Il terzo atto ha al centro una casa-locanda girevole (con tocchi di turcherie nell'insegna e all'interno) che mostra esterno ed interno, oltre la barriera doganale e la casetta dei doganieri; un albero spoglio protende i rami verso il cielo buio e prende la neve ma, nel finale, si copre di fiori rossi che paiono sbocciare per miracolo, il miracolo dell'amore. Lo sfondo è una linea di condomini parigini tagliata a metà scena. Nel quarto lo spazio della soffitta è completamente diverso rispetto all'inizio, occupa tutto il palco ed ha lo sfondo e i lati bianchi, con lo spazio delle casette lasciato vuoto, solo il contorno segnato, per favorire un gioco di luci (Fabio Barettin) vario e suggestivo che alterna il bianco ghiaccio del sopra a colori primari del sotto: rosso, viola, blu, uno dopo l'altro, fino al nero.
Completano l'effetto della bella messa in scena i costumi di Silvia Aymonino, perfetti: semplici e credibili per i ragazzi e Mimì (particolarmente originali i maglioni di semplici linee geometriche e colori terragni), surreali, colorati e festosi per le ragazze da Momus, un mix tra circense, pierrot lunaire e le fatine di una favola (o, perchè no?, il carnevale nelle calli intorno al teatro). Non mancano guizzi di ingegno, come i cappelli delle avventrici di Momus che, quasi vassoi, hanno sopra torte pannose ed elaborati manicaretti, oppure l'interno delle gonne con il tricolore francese, ripreso da altri dettagli di abbigliamento nel finale del secondo quadro; o ancora le calze a rombi di ragazzini che spiccano sotto il nero delle mantelle.
Ottima la direzione orchestrale di Juraj Valčuha che rispetta i tempi e raccorda perfettamente orchestra, solisti, coro e voci bianche. La partitura è analizzata in ogni dettaglio, evidenziando le istanze ottocentesche alla luce della sensibilità già novecentesca che Puccini dimostra sempre. Il ritmo è impresso in modo costante, festoso ma capace di esaltare anche i momenti drammatici e intimi. Il suono sontuoso, curato in ogni sezione, trasmette al pubblico una emozionalità da cui non si sfugge.

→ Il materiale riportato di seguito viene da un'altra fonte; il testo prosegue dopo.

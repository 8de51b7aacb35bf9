use super::command_guardian::read_secret;
use super::{expand, print_json, Context};
use anyhow::{anyhow, Context as _};
use ballotguard::*;
use indexmap::IndexMap;
use rand::rngs::OsRng;

pub fn command_election(matches: &clap::ArgMatches, ctx: &Context) -> anyhow::Result<()> {
    let registry = ElectionRegistry::new(ctx.repo.clone());

    match matches.subcommand() {
        ("manifest", Some(matches)) => {
            // Unwraps are OK, all args are required
            let location = expand(matches.value_of("MANIFEST").unwrap());
            let manifest = std::fs::read_to_string(&location)
                .with_context(|| format!("unable to read {}", location))?;
            let manifest: Manifest = serde_json::from_str(&manifest)
                .with_context(|| format!("unable to parse manifest {}", location))?;

            let stored = registry.submit_manifest(&ctx.tenant, manifest)?;
            println!("{}", stored.manifest_hash.to_hex());
            Ok(())
        }
        ("create", Some(matches)) => {
            let election_id = matches.value_of("ELECTION-ID").unwrap();
            let key_name = matches.value_of("KEY-NAME").unwrap();
            let manifest_hash = matches.value_of("MANIFEST-HASH").unwrap();

            let election = registry.create_election(&ctx.tenant, election_id, key_name, manifest_hash)?;
            print_json(&election)
        }
        ("cast", Some(matches)) => command_election_cast(matches, ctx, &registry),
        ("inventory", Some(matches)) => {
            let election_id = matches.value_of("ELECTION-ID").unwrap();
            print_json(&registry.get_ballot_inventory(&ctx.tenant, election_id)?)
        }
        ("spoiled-share", Some(matches)) => {
            let election_id = matches.value_of("ELECTION-ID").unwrap();
            let ballot_id = matches.value_of("BALLOT-ID").unwrap();
            let secret = read_secret(matches.value_of("SECRET-FILE").unwrap())?;

            let election = registry.get_election(&ctx.tenant, election_id)?;
            let ballot = registry.get_ballot(&ctx.tenant, election_id, ballot_id)?;
            let share =
                compute_ballot_decryption_share(&secret.election, &ballot, &election.context, &mut OsRng)?;

            let tallies = TallyDecryptionCoordinator::new(ctx.repo.clone(), ctx.scheduler.clone());
            let share = tallies.submit_ballot_decryption_share(&ctx.tenant, share)?;
            println!("accepted share of ballot {} from {}", ballot_id, share.guardian_id);
            Ok(())
        }
        ("decrypt-spoiled", Some(matches)) => {
            let election_id = matches.value_of("ELECTION-ID").unwrap();
            let ballot_ids: Vec<String> = matches
                .values_of("BALLOT-ID")
                .into_iter()
                .flatten()
                .map(str::to_owned)
                .collect();

            let tallies = TallyDecryptionCoordinator::new(ctx.repo.clone(), ctx.scheduler.clone());
            print_json(&tallies.decrypt_spoiled_ballots(&ctx.tenant, election_id, &ballot_ids)?)
        }
        (other, _) => Err(anyhow!("unknown election command {}", other)),
    }
}

fn command_election_cast(
    matches: &clap::ArgMatches,
    ctx: &Context,
    registry: &ElectionRegistry,
) -> anyhow::Result<()> {
    let election_id = matches.value_of("ELECTION-ID").unwrap();
    let election = registry.get_election(&ctx.tenant, election_id)?;

    let mut choices = IndexMap::new();
    for choice in matches.values_of("choice").into_iter().flatten() {
        let mut parts = choice.splitn(2, '=');
        match (parts.next(), parts.next()) {
            (Some(contest), Some(selection)) => {
                choices.insert(contest.to_owned(), selection.to_owned());
            }
            _ => return Err(anyhow!("invalid choice {}, expected contest=selection", choice)),
        }
    }

    let ballot_id = matches
        .value_of("ballot-id")
        .map(str::to_owned)
        .unwrap_or_else(|| uuid::Uuid::new_v4().to_string());
    let state = if matches.is_present("spoil") {
        BallotBoxState::Spoiled
    } else {
        BallotBoxState::Cast
    };

    let ballot = encrypt_ballot(&ballot_id, &election.manifest, &election.context, &choices, &mut OsRng)?;
    let inventory = registry.submit_ballots(&ctx.tenant, election_id, vec![ballot], state)?;

    println!(
        "{} ballot {} ({} cast, {} spoiled)",
        state,
        ballot_id,
        inventory.cast_count(),
        inventory.spoiled_count()
    );
    Ok(())
}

Tutti giovani e non notissimi i protagonisti, stranieri per le due coppie protagoniste: il che ha garantito freschezza e novità (un plauso alla direzione artistica). Sébastien Guèze e Lilla Lee (Rodolfo e Mimì) cantano senza enfasi e senza retorica, esprimendo in modo convincente l'amore giovane; buona la presenza scenica, a lei i tratti orientali aumentano il senso di spaesamento, a lui la faccia da ragazzino consente uno slancio ulteriore (facilmente e volentieri si perdona loro una nota che sfugge o un colore che manca). Seung-Gi Jung e Ekaterina Sadovnikova (Marcello e Musetta) sono il giusto complemento ai primi due: Jung ha voce scura e vellutata per un Marcello sensibile, Sadovnikova rende una Musetta leggera ma non superficiale. Bravi lo Schaunard maturo di Armando Gabba e il Colline atletico di Luca Dall'Amico. Adeguati i ruoli di contorno: Matteo Ferrara (Benoît), Andrea Snarski (Alcindoro), Luca Favaron (Parpignol), Ciro Passilongo (un venditore ambulante), Salvatore Giacalone (un sergente dei doganieri) e Franco Zanette (un doganiere).
Notevole la prestazione vocale ed attoriale sia del coro preparato da Claudio Marino Moretti che dei Piccoli Cantori Veneziani preparati da Diana D'Alessio.
Teatro praticamente esaurito, con qualche maschera tra il pubblico come da tradizione. Vivo successo. All'inizio è stato letto il comunicato che porta a conoscenza il pubblico che i tagli che il Governo Berlusconi ha fatto al settore cultura porterà alla chiusura dei teatri in pochi mesi: il pubblico ha applaudito a lungo e con convinzione, testimoniando vicinanza alla Fenice.